Room/comfort (rear): As in so many cars, rear room and accessibility depend a lot on where the front seats are. “Sitting behind myself” felt a tad crowded, and footwell space in that condition was only just enough for threading in my size-10s. I wonder about long-haul seat comfort, as the rear bench looks rather flat and its backrest is raked too much for my taste.
Cargo room: The main report says all you need to know in this department. I’ll add that the rear door pockets are just stylized bottleholders and that the deep in-dash glovebox is larger than most but less useful than it looks.
CP Says . . . My colleagues are absolutely right. In fact, the redesigned 2013 strikes me as the best Altima yet. Again, I don’t know how noisy the 4-cylinder models may be, but at least they deliver great fuel economy. The V6 versions are thirstier, of course, but also quicker and impressively refined. They’re almost posh enough for Nissan’s upscale Infiniti brand. Indeed, the 2013 Altimas even look a bit like Infiniti’s M sedans, especially the rear roof line.

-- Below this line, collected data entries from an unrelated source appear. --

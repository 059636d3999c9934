//! Error types for the session layer.

use thiserror::Error;

/// Errors that can occur while driving a session state machine.
#[derive(Debug, Clone, PartialEq, Eq, Error)]
pub enum SessionError {
    /// The peer violated the protocol state machine: an acknowledgment for
    /// an identifier that is not in flight, an acknowledgment that does not
    /// match the stage the identifier is in, or a packet type that is not
    /// valid in the current connection state. Always fatal to the session.
    #[error("protocol violation: {0}")]
    ProtocolViolation(String),

    /// All 65535 packet identifiers are in flight. Not fatal: the caller
    /// should queue or reject the request and retry after an acknowledgment
    /// frees an identifier.
    #[error("packet identifier space exhausted")]
    IdentifierSpaceExhausted,

    /// A packet arrived (or a request was made) while no session is
    /// established.
    #[error("session not established")]
    SessionNotEstablished,

    /// The packet is structurally invalid for its type, e.g. a packet that
    /// requires an identifier carrying the reserved value 0.
    #[error("malformed packet: {0}")]
    MalformedPacket(String),

    /// An identifier was registered twice without being released.
    #[error("packet identifier {0} is already in flight")]
    DuplicateIdentifier(u16),

    /// Configuration could not be parsed or failed validation.
    #[error("configuration error: {0}")]
    Config(String),
}

impl SessionError {
    /// Whether this error must terminate the session. Violations and
    /// malformed packets indicate a non-conformant peer; identifier
    /// exhaustion and configuration problems do not.
    pub fn is_fatal(&self) -> bool {
        matches!(
            self,
            Self::ProtocolViolation(_) | Self::MalformedPacket(_)
        )
    }
}

/// Result type for session operations.
pub type SessionResult<T> = Result<T, SessionError>;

Though a 4-cylinder test drive might change my mind, this V6 experience suggests the new Altima is a worthy overall advance on the prior generation and, as such, “surely worthy of consideration.” Still, it’ll be very interesting to see whether Altima can now finally shed its “deal of the week” image to sell on its own merits in a market class where the contenders have never more tempting or closely matched.